Изоляция и наказания за свидетельство, несомненно, давали свои результаты. На многие годы в среде бывших узников Гулага сформировалась устойчивая привычка молчания. Вытесняя из памяти страшный опыт, многие старались обезопасить себя и своих детей. «…Они жили маскируясь и молча почти 70 лет.

Одна из опрошенных подчеркивала, что она не говорила никому, даже собственным детям, о своем опыте», – пишет М. Кацнельсон, бравший интервью у детей спецпереселенцев в Сибири в 2003 году [Kaznelson 2007: 1164].
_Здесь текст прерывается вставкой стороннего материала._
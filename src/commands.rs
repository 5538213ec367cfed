//! Commands the host exposes in menus and key bindings.

/// A log command. Each is enable-gated independently.
#[derive(Debug, Clone, Copy, PartialEq, Eq, Hash)]
pub enum Command {
    /// Open the viewer, or close it if already open.
    OpenViewer,
    /// Append a timestamp marker to the displayed source's log.
    AddCheckpoint,
    /// Clear the displayed source's log.
    ClearLog,
}

impl Command {
    /// Every command, in menu order.
    pub const ALL: [Command; 3] = [Command::OpenViewer, Command::AddCheckpoint, Command::ClearLog];

    /// Stable identifier.
    pub fn id(self) -> &'static str {
        match self {
            Command::OpenViewer => "logconsole:open",
            Command::AddCheckpoint => "logconsole:add-checkpoint",
            Command::ClearLog => "logconsole:clear",
        }
    }

    /// Menu label.
    pub fn label(self) -> &'static str {
        match self {
            Command::OpenViewer => "Show Log Console",
            Command::AddCheckpoint => "Add Checkpoint",
            Command::ClearLog => "Clear Log",
        }
    }

    /// Look a command up by its identifier.
    pub fn from_id(id: &str) -> Option<Command> {
        Command::ALL.into_iter().find(|c| c.id() == id)
    }

    /// Whether the command needs a bound source to run.
    pub fn requires_source(self) -> bool {
        !matches!(self, Command::OpenViewer)
    }
}

/// Result of executing a command.
#[derive(Debug, Clone, Copy, PartialEq, Eq)]
pub enum CommandOutcome {
    /// The command ran.
    Executed,
    /// The command was disabled and did nothing.
    Disabled,
}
Возможности для свидетельствования существенно расширились после смерти Сталина. Социальная активность бывших политических заключенных была важной частью хрущевской оттепели. Критика сталинизма в 1950–60-е годы, отчасти мотивированная политическими расчетами власти, для бывших узников Гулага являлась способом своеобразного социального реванша и восстановления справедливости. Очевидно, что такой подход мог быть активно поддержан многочисленными жертвами сталинского произвола и их близкими, тем более что антисталинизм и возвращение к Ленину стали официальной идеологической доктриной. Лояльные антисталинисты, сохранившие верность партии и идеалам социализма, составляли авангард оттепели, пользуясь поддержкой государства[45]45
  Об этой категории бывших политических заключенных см. [Адлер 2013]. О требованиях оптимистического переживания лагерного опыта см. [Jones 2008].


[Закрыть]
.

Вместе с тем десталинизация не удержалась в заданных сверху рамках. Сталинизм все чаще рассматривался как воплощение социализма, а ленинский террор приравнивался к сталинскому. Манифестом этого влиятельного направления стал «Архипелаг ГУЛАГ» А. И. Солженицына, основанный на большом количестве неортодоксальных мемуаров. Солженицын и его единомышленники определили взгляд на сталинизм нескольких послесталинских поколений.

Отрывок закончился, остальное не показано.